Scale and Scope of the May Update

This cycle’s patches touch Windows core components, Microsoft Office, SharePoint Server, Azure services, Microsoft Dynamics 365, and developer tools including Visual Studio and .NET. The volume and breadth of fixes underscore just how expansive the modern Microsoft attack surface has become — spanning on-premises servers, hybrid identity infrastructure, cloud APIs, and end-user endpoints all at once.

Security operations teams should treat this release as a high-priority deployment event, not a routine maintenance cycle.

Top Critical RCE Vulnerabilities to Patch First

Among the 29 Critical RCE flaws, the following components represent the highest risk due to their exposure and exploitability:

  • Microsoft SharePoint Server: A deserialization vulnerability allows an authenticated attacker with low-level site access to execute arbitrary code remotely — a dangerous combination in organizations running public-facing SharePoint portals.
  • Microsoft Dynamics 365 (on-premises): An unauthenticated RCE flaw in the REST API surface could allow a remote attacker to compromise the application server without credentials in certain configurations.
  • Microsoft Office and Word: Multiple memory corruption bugs can be triggered via crafted documents, and notably, some are exploitable through the Preview Pane — meaning no macro execution or active user interaction is required beyond opening a folder.
  • Windows DNS Client: A heap overflow vulnerability in the DNS resolution stack that could potentially be triggered remotely, granting code execution in SYSTEM context on vulnerable Windows machines.
  • Windows Netlogon: An RCE bug in the legacy Netlogon remote protocol affects Windows domain controllers, raising the risk of lateral movement from a compromised domain member to core Active Directory infrastructure.
  • Native Wi-Fi Miniport Driver: An over-the-air code execution flaw targeting Windows devices with wireless networking capability. An attacker within radio range could exploit this without the device owner taking any action.

Privilege Escalation Flaws — Chaining Risk

This month’s release also addresses a significant number of elevation-of-privilege (EoP) vulnerabilities that are commonly chained with lower-severity initial-access bugs to achieve full system compromise:

  • Windows Hyper-V: An EoP flaw enabling guest-to-host privilege escalation. In multi-tenant and private cloud environments, a successful exploit could allow an attacker in a guest VM to escape to the underlying hypervisor.
  • Win32k and Windows GDI Graphics: Kernel-mode privilege escalation bugs in these graphics subsystems have historically featured in both APT toolkits and ransomware deployment chains.
  • Cloud Files Mini Filter Driver and Volume Manager Extension Driver: Both components receive fixes for local EoP bugs that allow low-privileged users to escalate to SYSTEM — common stepping stones in post-exploitation sequences.
  • Windows TCP/IP Stack: Multiple memory safety fixes reduce the risk of network-based exploitation paths.

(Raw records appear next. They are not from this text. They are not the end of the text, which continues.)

// This Source Code Form is subject to the terms of the Mozilla Public
// License, v. 2.0. If a copy of the MPL was not distributed with this
// file, You can obtain one at https://mozilla.org/MPL/2.0/.

// Copyright 2026 Oxide Computer Company

//! Dataplane configuration.
//!
//! Unlike the tables, which the control plane swaps at runtime, these
//! values are fixed when the dataplane is built.

use crate::Direction;
use crate::IpCidr;
use crate::PolicyTableCfg;
use crate::PortRange;
use crate::RedirectCfg;
use crate::ServiceTableCfg;
use crate::Verdict;
use serde::Deserialize;
use serde::Serialize;

pub const DEFAULT_CONN_TABLE_CAPACITY: u32 = 65536;
pub const DEFAULT_REAPER_INTERVAL_SECS: u64 = 10;

/// Maximum number of prefixes in the fast-path deny list.
pub const MAX_DENY_SOURCES: usize = 1024;

/// Idle timeouts, in seconds, by protocol and connection state.
#[derive(Clone, Copy, Debug, Deserialize, Eq, PartialEq, Serialize)]
#[serde(default)]
pub struct TtlCfg {
    pub tcp_syn: u64,
    pub tcp_established: u64,
    pub tcp_closing: u64,
    pub udp: u64,
    pub icmp: u64,
    pub other: u64,
}

impl Default for TtlCfg {
    fn default() -> Self {
        Self {
            tcp_syn: 20,
            tcp_established: 3600,
            tcp_closing: 10,
            udp: 60,
            icmp: 5,
            other: 60,
        }
    }
}

/// The verdict applied when no policy rule matches, per direction.
#[derive(Clone, Copy, Debug, Deserialize, Eq, PartialEq, Serialize)]
#[serde(default)]
pub struct DefaultVerdicts {
    pub ingress: Verdict,
    pub egress: Verdict,
}

impl DefaultVerdicts {
    pub fn get(&self, dir: Direction) -> Verdict {
        match dir {
            Direction::In => self.ingress,
            Direction::Out => self.egress,
        }
    }
}

impl Default for DefaultVerdicts {
    fn default() -> Self {
        Self { ingress: Verdict::Deny, egress: Verdict::Deny }
    }
}

/// What to do with a packet that cannot be parsed.
#[derive(Clone, Copy, Debug, Default, Deserialize, Eq, PartialEq, Serialize)]
#[serde(rename_all = "snake_case")]
pub enum ParseErrorPolicy {
    #[default]
    Drop,
    PassThrough,
}

/// What to do with a well-formed packet the dataplane does not track,
/// e.g. ARP or IPv6 with extension headers.
#[derive(Clone, Copy, Debug, Default, Deserialize, Eq, PartialEq, Serialize)]
#[serde(rename_all = "snake_case")]
pub enum UnsupportedPolicy {
    #[default]
    PassThrough,
    Drop,
}

/// Checks applied before full parsing.
#[derive(Clone, Debug, Default, Deserialize, Eq, PartialEq, Serialize)]
#[serde(default)]
pub struct FastPathCfg {
    /// Sources dropped unconditionally.
    pub deny_sources: Vec<IpCidr>,
    /// Destination ports always accepted on ingress.
    pub failsafe_in: Vec<PortRange>,
    /// Destination ports always accepted on egress.
    pub failsafe_out: Vec<PortRange>,
}

#[derive(Clone, Debug, Deserialize, Eq, PartialEq, Serialize)]
#[serde(default)]
pub struct DataplaneCfg {
    pub conn_table_capacity: u32,
    pub ttl: TtlCfg,
    pub default_verdict: DefaultVerdicts,
    pub on_parse_error: ParseErrorPolicy,
    pub on_unsupported: UnsupportedPolicy,
    pub fast_path: FastPathCfg,
    pub reaper_interval_secs: u64,
}

impl Default for DataplaneCfg {
    fn default() -> Self {
        Self {
            conn_table_capacity: DEFAULT_CONN_TABLE_CAPACITY,
            ttl: TtlCfg::default(),
            default_verdict: DefaultVerdicts::default(),
            on_parse_error: ParseErrorPolicy::default(),
            on_unsupported: UnsupportedPolicy::default(),
            fast_path: FastPathCfg::default(),
            reaper_interval_secs: DEFAULT_REAPER_INTERVAL_SECS,
        }
    }
}

/// The three control-plane tables.
#[derive(Clone, Debug, Default, Deserialize, Eq, PartialEq, Serialize)]
#[serde(default)]
pub struct TablesCfg {
    pub policy: PolicyTableCfg,
    pub services: ServiceTableCfg,
    pub redirects: RedirectCfg,
}

/// A complete configuration file: dataplane settings plus the
/// initial tables.
#[derive(Clone, Debug, Default, Deserialize, Eq, PartialEq, Serialize)]
#[serde(default)]
pub struct ConduitCfg {
    pub dataplane: DataplaneCfg,
    pub tables: TablesCfg,
}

Azure, Microsoft 365, and Cloud Components

Organizations operating in hybrid or cloud-first environments should review fixes affecting Azure Active Directory (Entra ID) connectors and several Microsoft 365 service components. While Microsoft has not classified these as Critical this cycle, vulnerabilities in identity infrastructure always warrant accelerated attention given the potential blast radius of a compromised identity provider.

Recommended Patching Priority for Enterprise Teams

With 120 fixes to triage, a structured prioritization approach is essential:

  • Immediate (24–48 hours): Dynamics 365 on-premises, SharePoint Server, Windows DNS Client, Netlogon — all either internet-facing or core network infrastructure.
  • High priority (within 7 days): Office/Word client-side RCE bugs, Win32k and GDI EoP flaws, Hyper-V guest-escape fix, Cloud Files Mini Filter and Volume Manager EoP patches.
  • Standard window: Wi-Fi driver (lower exposure for most enterprise fleets unless endpoints are in high-risk physical environments), Azure and M365 connector fixes.

Conclusion

The May 2026 Patch Tuesday does not carry the urgency of an emergency out-of-band release — there are no confirmed zero-days in active exploitation — but its 29 Critical RCE flaws across broadly deployed services make it a release that demands prompt attention. Security teams should fast-track this deployment through their change management pipelines, beginning with internet-exposed and core infrastructure assets.